The services available from the Platform are exclusively intended for experienced professionals and developers with in-depth IT skills. The Client acknowledges entering the Agreement as a professional, regardless of its status or corporate form.
“Affiliated Entity” means any entity that, directly or indirectly, (i) Controls the Client or (ii) is Controlled by (i) and/or by the Client, as long as this Control remains effective during the term of the Agreement. It is understood that the term “Control” has the meaning ascribed by article 2359 of the Italian Commercial Code.
“API” means any program interface provided by Fees from the Platform for the processing of Requests, as well as updates revisions and modifications made available by Fees to the Client as part of the Maintenance.
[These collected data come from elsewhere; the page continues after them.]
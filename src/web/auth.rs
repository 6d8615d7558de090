// Bearer token check for the admission endpoint.
//
// Callers send `Authorization: Bearer <EMIT_LABEL_KEY>`. The scheme is
// case-sensitive and the token must match exactly; anything else is a 403.

use axum::http::{header, HeaderMap};

pub const BEARER_PREFIX: &str = "Bearer ";

/// Extract the bearer token from the Authorization header, if any.
pub fn bearer_token(headers: &HeaderMap) -> Option<&str> {
    headers
        .get(header::AUTHORIZATION)?
        .to_str()
        .ok()?
        .strip_prefix(BEARER_PREFIX)
}

/// True when the request carries a bearer token equal to `expected`.
pub fn is_authorized(headers: &HeaderMap, expected: &str) -> bool {
    match bearer_token(headers) {
        Some(token) => !expected.is_empty() && constant_time_eq(token, expected),
        None => false,
    }
}

/// Constant-time string comparison to prevent timing attacks.
fn constant_time_eq(a: &str, b: &str) -> bool {
    if a.len() != b.len() {
        return false;
    }
    a.bytes()
        .zip(b.bytes())
        .fold(0u8, |acc, (x, y)| acc | (x ^ y))
        == 0
}

#[cfg(test)]
mod tests {
    use axum::http::HeaderValue;

    use super::*;

    fn headers_with(auth: &str) -> HeaderMap {
        let mut headers = HeaderMap::new();
        headers.insert(header::AUTHORIZATION, HeaderValue::from_str(auth).unwrap());
        headers
    }

    #[test]
    fn accepts_matching_token() {
        assert!(is_authorized(&headers_with("Bearer s3cret"), "s3cret"));
    }

    #[test]
    fn rejects_missing_header() {
        assert!(!is_authorized(&HeaderMap::new(), "s3cret"));
    }

    #[test]
    fn rejects_wrong_token() {
        assert!(!is_authorized(&headers_with("Bearer wrongtoken"), "s3cret"));
        assert!(!is_authorized(&headers_with("Bearer s3cre"), "s3cret"));
        assert!(!is_authorized(&headers_with("Bearer s3cret "), "s3cret"));
    }

    #[test]
    fn rejects_other_schemes() {
        assert!(!is_authorized(&headers_with("Basic s3cret"), "s3cret"));
        assert!(!is_authorized(&headers_with("bearer s3cret"), "s3cret"));
        assert!(!is_authorized(&headers_with("s3cret"), "s3cret"));
        assert!(!is_authorized(&headers_with("Bearer"), "s3cret"));
    }

    #[test]
    fn empty_expected_key_never_matches() {
        assert!(!is_authorized(&headers_with("Bearer "), ""));
    }

    #[test]
    fn bearer_token_extracts_remainder() {
        assert_eq!(bearer_token(&headers_with("Bearer abc")), Some("abc"));
        assert_eq!(bearer_token(&headers_with("Token abc")), None);
    }
}
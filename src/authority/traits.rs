// Label authority trait — the consumed interface of the external labeler.

use anyhow::Result;
use async_trait::async_trait;

/// A validated request to label one subject.
///
/// Only constructed by the admission handler after every check has passed,
/// so `label` is always a member of the configured label set.
#[derive(Debug, Clone, PartialEq, Eq)]
pub struct LabelAssertion {
    /// Opaque subject identifier, usually an `at://` URI.
    pub uri: String,
    /// Label value to apply.
    pub label: String,
}

/// Something that can produce and publish a signed label record.
///
/// Implementations must be async because the real authority sits behind a
/// network call. A failed call is returned as-is; callers decide how to
/// report it and never retry.
#[async_trait]
pub trait LabelAuthority: Send + Sync {
    /// Create one label record for `assertion`.
    async fn create_label(&self, assertion: &LabelAssertion) -> Result<()>;
}
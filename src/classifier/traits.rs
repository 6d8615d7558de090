// Reply classifier trait — the swap-ready abstraction over the model backend.

use anyhow::Result;
use async_trait::async_trait;

use crate::labels::{LABEL_BAD_FAITH, LABEL_FUNNY, LABEL_OFF_TOPIC};

/// Verdict for one reply. The flags are independent: a bad-faith reply can
/// also be funny.
#[derive(Debug, Clone, Copy, Default, PartialEq, Eq)]
pub struct Classification {
    pub bad_faith: bool,
    pub off_topic: bool,
    pub funny: bool,
}

impl Classification {
    /// Labels to emit for this verdict, in a stable order.
    pub fn labels(&self) -> Vec<&'static str> {
        [
            (self.bad_faith, LABEL_BAD_FAITH),
            (self.off_topic, LABEL_OFF_TOPIC),
            (self.funny, LABEL_FUNNY),
        ]
        .into_iter()
        .filter_map(|(set, label)| set.then_some(label))
        .collect()
    }
}

/// Trait for classifying a reply in the context of the post it answers.
#[async_trait]
pub trait ReplyClassifier: Send + Sync {
    async fn classify(&self, parent: &str, reply: &str) -> Result<Classification>;
}

#[cfg(test)]
mod tests {
    use super::*;

    #[test]
    fn no_flags_means_no_labels() {
        assert!(Classification::default().labels().is_empty());
    }

    #[test]
    fn each_flag_maps_to_its_label() {
        let bad_faith = Classification {
            bad_faith: true,
            ..Default::default()
        };
        let off_topic = Classification {
            off_topic: true,
            ..Default::default()
        };
        let funny = Classification {
            funny: true,
            ..Default::default()
        };
        assert_eq!(bad_faith.labels(), vec!["bad-faith"]);
        assert_eq!(off_topic.labels(), vec!["off-topic"]);
        assert_eq!(funny.labels(), vec!["funny"]);
    }

    #[test]
    fn all_flags_map_to_all_labels() {
        let all = Classification {
            bad_faith: true,
            off_topic: true,
            funny: true,
        };
        assert_eq!(all.labels(), vec!["bad-faith", "off-topic", "funny"]);
    }
}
“Chargeable Subscription” means the subscription by the Client to allow the Client to use, in consideration of payment of the applicable fees, the Services for its Internal Needs in accordance with the provisions set in the Agreement.
“Client Account” means the account created for the Client and including one or several Users for the use of the Services.
“Client Data” means the Incoming Data and the Results.
“Documentation” means the user guide, description of the functionalities of the API and, more generally, any other document relating to the use of the Services and the Platform. The Documentation is available on the Platform from the Client account.
“Incoming Data” means all electronic documents and images imported by the Users into the Platform to be processed as Requests.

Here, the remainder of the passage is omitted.